DEC 27, 2017

Coral Restoration Efforts Improve Ocean's Fish Communities

WRITTEN BY: Anthony Bouchard

Fish of all types depend on coral reefs for survival. Not only do coral reefs provide shelter and a place to hide from predators, but they also harbor different kinds of food that many fish like to snack on.

Image Credit: Pixabay

Sadly, as important as the ocean’s coral reefs are to a wholesome fish community, contemporary issues like climate change and ocean pollution endanger their very existence. Bleaching and high mortality rates travel down the environmental chain underneath the ocean’s surface, influencing fish communities and more in their wake.

Related: Here's what coral looks like under the world's strongest X-ray

One way conservationists combat these issues is with coral reef restoration efforts, which involve transplanting corals grown in remote underwater nurseries to replace those that have fallen. On paper, it sounds like a stellar idea. On the other hand, there hasn’t been any hard evidence to suggest that these efforts impact the environment in positive ways; until now.
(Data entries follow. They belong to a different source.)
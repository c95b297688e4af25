use clap::Parser;
use medbot_index::utils::{logger, validation::Validate};
use medbot_index::{
    CliConfig, FastEmbedder, IndexEngine, IndexPipeline, PdfDirectorySource, PineconeStore,
    TomlConfig,
};

#[tokio::main]
async fn main() -> Result<(), Box<dyn std::error::Error>> {
    let mut config = CliConfig::parse();

    logger::init_cli_logger(config.verbose);

    if dotenvy::dotenv().is_ok() {
        tracing::debug!("Loaded environment from .env");
    }
    config.resolve_api_key();

    if let Some(path) = config.config.clone() {
        let file_config = TomlConfig::from_file(&path)?;
        file_config.apply_to(&mut config);
        tracing::info!("Applied config file: {}", path);
    }

    tracing::info!("Starting medbot-index CLI");
    if config.verbose {
        tracing::debug!(
            "Config: data_dir={}, index={}, namespace={:?}, chunk_size={}, chunk_overlap={}, batch_size={}",
            config.data_dir,
            config.index_name,
            config.namespace,
            config.chunk_size,
            config.chunk_overlap,
            config.batch_size
        );
    }

    if let Err(e) = config.validate() {
        tracing::error!("❌ Configuration validation failed: {}", e);
        eprintln!("❌ {}", e);
        std::process::exit(1);
    }

    // Downloads all-MiniLM-L6-v2 on the first run; cached afterwards.
    tracing::info!("Loading embedding model...");
    let embedder = match FastEmbedder::new() {
        Ok(embedder) => embedder,
        Err(e) => {
            tracing::error!("❌ Failed to load embedding model: {}", e);
            eprintln!("❌ {}", e);
            std::process::exit(1);
        }
    };

    let source = PdfDirectorySource::new(config.data_dir.clone());
    let store = PineconeStore::new(
        config.controller_url.clone(),
        config.api_key().to_string(),
        config.index_name.clone(),
        config.namespace.clone(),
    );

    let monitor_enabled = config.monitor;
    if monitor_enabled {
        tracing::info!("🔍 System monitoring enabled");
    }

    let pipeline = IndexPipeline::new(source, embedder, store, config);
    let mut engine = IndexEngine::new_with_monitoring(pipeline, monitor_enabled);

    match engine.run().await {
        Ok(report) => {
            tracing::info!("✅ Index build completed successfully!");
            println!("✅ Index build completed successfully!");
            println!(
                "📦 {} chunks upserted (index created: {}, author record appended: {})",
                report.chunks_upserted, report.index_created, report.author_record_added
            );
        }
        Err(e) => {
            tracing::error!("❌ Index build failed: {}", e);
            eprintln!("❌ {}", e);
            std::process::exit(1);
        }
    }

    Ok(())
}
pub mod adapters;
pub mod config;
pub mod core;
pub mod domain;
pub mod utils;

#[cfg(feature = "cli")]
pub use config::cli::CliConfig;
pub use config::toml_config::TomlConfig;

pub use adapters::embedder::{FastEmbedder, EMBEDDING_DIMENSION};
pub use adapters::pdf_source::PdfDirectorySource;
pub use adapters::pinecone::{PineconeStore, DEFAULT_CONTROLLER_URL};
pub use crate::core::pipeline::{AUTHOR_ATTRIBUTION, AUTHOR_RECORD_ID, AUTHOR_SOURCE};
pub use crate::core::{
    etl::IndexEngine, pipeline::IndexPipeline, splitter::RecursiveCharacterSplitter,
};
pub use domain::model::{
    ChunkMetadata, DocumentChunk, IndexReport, SourceDocument, TransformResult, VectorRecord,
};
pub use domain::ports::{ConfigProvider, DocumentSource, Embedder, Pipeline, VectorStore};
pub use utils::error::{IndexError, Result};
Harvard University’s Annie Opel set out to discern once and for all whether coral restoration efforts have a positive impact on ocean life. The results from the novel study are now published in the journal Marine Biology.

Opel and her team spent time studying known coral restoration effort sites and out-planting experimental coral transplant patches of their own. Within as little as one week, the team noticed a broader and more diverse fish community in and around the transplanted corals than before the efforts took place.
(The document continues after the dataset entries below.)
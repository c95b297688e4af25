use crate::domain::model::SourceDocument;
use crate::domain::ports::DocumentSource;
use crate::utils::error::{IndexError, Result};
use async_trait::async_trait;
use regex::Regex;
use std::path::PathBuf;
use std::sync::OnceLock;

/// Reads every `*.pdf` file in a directory and extracts its text.
pub struct PdfDirectorySource {
    dir: PathBuf,
}

impl PdfDirectorySource {
    pub fn new(dir: impl Into<PathBuf>) -> Self {
        Self { dir: dir.into() }
    }

    /// All PDF paths in the directory, sorted for a deterministic
    /// ingestion order. Extension matching is case-insensitive.
    fn pdf_paths(&self) -> Result<Vec<PathBuf>> {
        let mut paths = Vec::new();
        for entry in std::fs::read_dir(&self.dir)? {
            let path = entry?.path();
            let is_pdf = path.is_file()
                && path
                    .extension()
                    .and_then(|ext| ext.to_str())
                    .is_some_and(|ext| ext.eq_ignore_ascii_case("pdf"));
            if is_pdf {
                paths.push(path);
            }
        }
        paths.sort();
        Ok(paths)
    }
}

#[async_trait]
impl DocumentSource for PdfDirectorySource {
    async fn load(&self) -> Result<Vec<SourceDocument>> {
        let paths = self.pdf_paths()?;
        if paths.is_empty() {
            return Err(IndexError::ProcessingError {
                message: format!("No PDF files found under {}", self.dir.display()),
            });
        }

        let mut documents = Vec::with_capacity(paths.len());
        for path in paths {
            tracing::debug!("Extracting text from {}", path.display());
            let raw = pdf_extract::extract_text(&path).map_err(|e| IndexError::PdfError {
                path: path.display().to_string(),
                message: e.to_string(),
            })?;

            documents.push(SourceDocument {
                source: path.display().to_string(),
                text: normalize_text(&raw),
            });
        }

        Ok(documents)
    }
}

fn dehyphenation_re() -> &'static Regex {
    static RE: OnceLock<Regex> = OnceLock::new();
    RE.get_or_init(|| Regex::new(r"(\p{L})-\s*\n\s*(\p{L})").expect("valid regex"))
}

fn space_run_re() -> &'static Regex {
    static RE: OnceLock<Regex> = OnceLock::new();
    RE.get_or_init(|| Regex::new(r"[ \t\x0b\x0c\r]+").expect("valid regex"))
}

fn blank_run_re() -> &'static Regex {
    static RE: OnceLock<Regex> = OnceLock::new();
    RE.get_or_init(|| Regex::new(r"\n{3,}").expect("valid regex"))
}

/// Clean up extractor artifacts: re-join words hyphenated across line
/// breaks, collapse runs of spaces, and cap blank-line runs at one so
/// paragraph boundaries survive for the splitter.
fn normalize_text(raw: &str) -> String {
    let text = dehyphenation_re().replace_all(raw, "$1$2");
    let text = space_run_re().replace_all(&text, " ");
    let text = blank_run_re().replace_all(&text, "\n\n");
    text.trim().to_string()
}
"Overall, it's a success story - we out-planted corals and there were more fish," Opel said while commenting on her study.

"That's really exciting, and something people took for granted in these restoration projects, but no one had quantified it before. I think it's going to be interesting for future studies to use this as a benchmark to know what's going on after transplanting corals."

Related: Scientists now understand why deep-sea corals glow in the dark

The results seem to indicate that coral restoration efforts could indeed have a positive impact on the sub-surface ecosystem in both the short-term and long-term. More importantly, the study brings some of the first hard scientific evidence to the table, underscoring the importance of these efforts and why they should continue.

Additional research concerning coral transplants could help conservationists quantify just how effective these efforts are in the real world and just how environments change over time once a coral transplant takes place.